New, virus-resistant snap beans may be available soon, thanks to genetic work done by Agricultural Research Service (ARS) scientists in Prosser, WA. The scientist are investigating a strain of the clover yellow vein virus, which is the culprit behind chocolate pod, a disease that causes defects on snap bean pods.
Soybean aphids transmit the virus while feeding on bean plants. Spraying insecticides to prevent such feeding, however, isn’t always effective or economically feasible. Incorporating genes for resistance into the crop offers a better approach, explains ARS plant pathologist Richard Larsen.
Larsen and ARS geneticist Phil Miklas developed a polymerase chain reaction-based test to detect the chocolate pod virus and distinguish it from other bean pathogens.
They were able to do this by identifying the sequence of amino acids that make up the virus’ coat protein, explains Larsen, who, along with Miklas, works in the ARS Vegetable and Forage Crops Research Laboratory at Prosser. The research was published in the journal Plant Disease.

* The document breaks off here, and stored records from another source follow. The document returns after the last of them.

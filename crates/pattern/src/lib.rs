//! Compile date format patterns and render calendar times with them.
//!
//! This crate is split along the two halves of the job: [`compile`] turns a pattern string like
//! `yyyy-MM-dd` into a compact [`Program`](code::Program) of `u16` opcodes, and [`format`]
//! interprets a program against a broken-down calendar time. Compiling once and formatting many
//! times is the intended shape; programs are immutable and freely shared across threads, and
//! their raw units can be stored and reconstituted with
//! [`Program::from_units`](code::Program::from_units).
//!
//! The supporting modules fill in the pieces: [`field`] defines the 23 pattern letters and their
//! metadata, [`code`] the opcode wire encoding, and [`names`] the locale name tables.
//!
//! This crate supports `no_std` (with [`alloc`]).
//!
//! # Examples
//!
//! ```
//! # use pattern::{compile, format, Context};
//! # use pattern::names::lookup;
//! # use time::time::Tm;
//! let program = compile("EEEE, MMMM d, yyyy 'at' h:mm a").unwrap();
//! let tm = Tm::new(1718617807).unwrap();
//! let ctx = Context {
//! 	locale: lookup("en").unwrap(),
//! 	offset: 0,
//! 	zone: "UTC"
//! };
//! assert_eq!(
//! 	format(&program, &tm, &ctx).unwrap(),
//! 	"Monday, June 17, 2024 at 9:50 AM"
//! );
//! ```

#![no_std]
// only enables the `doc_cfg` feature when
// the `docsrs` configuration attribute is defined
#![cfg_attr(docsrs, feature(doc_cfg))]

extern crate alloc;
#[cfg(test)]
extern crate std;

pub mod code;
pub mod compile;
pub mod field;
pub mod format;
pub mod names;

pub use code::Program;
pub use compile::{compile, CompileError};
pub use format::{format, Context, FormatError};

The test, which yields results in less than a day versus weeks by traditional methods, has become a critical screening tool in the search for resistant bean germplasm. Only one snap bean variety out of 63 the researchers screened showed some resistance to chocolate pod.
Fortunately, a gene found in dry edible beans conferred stronger resistance. Even better, the gene “coexists” with another, dubbed bc-3, which confers resistance to other bean pathogens, including bean common mosaic virus and bean yellow mosaic virus.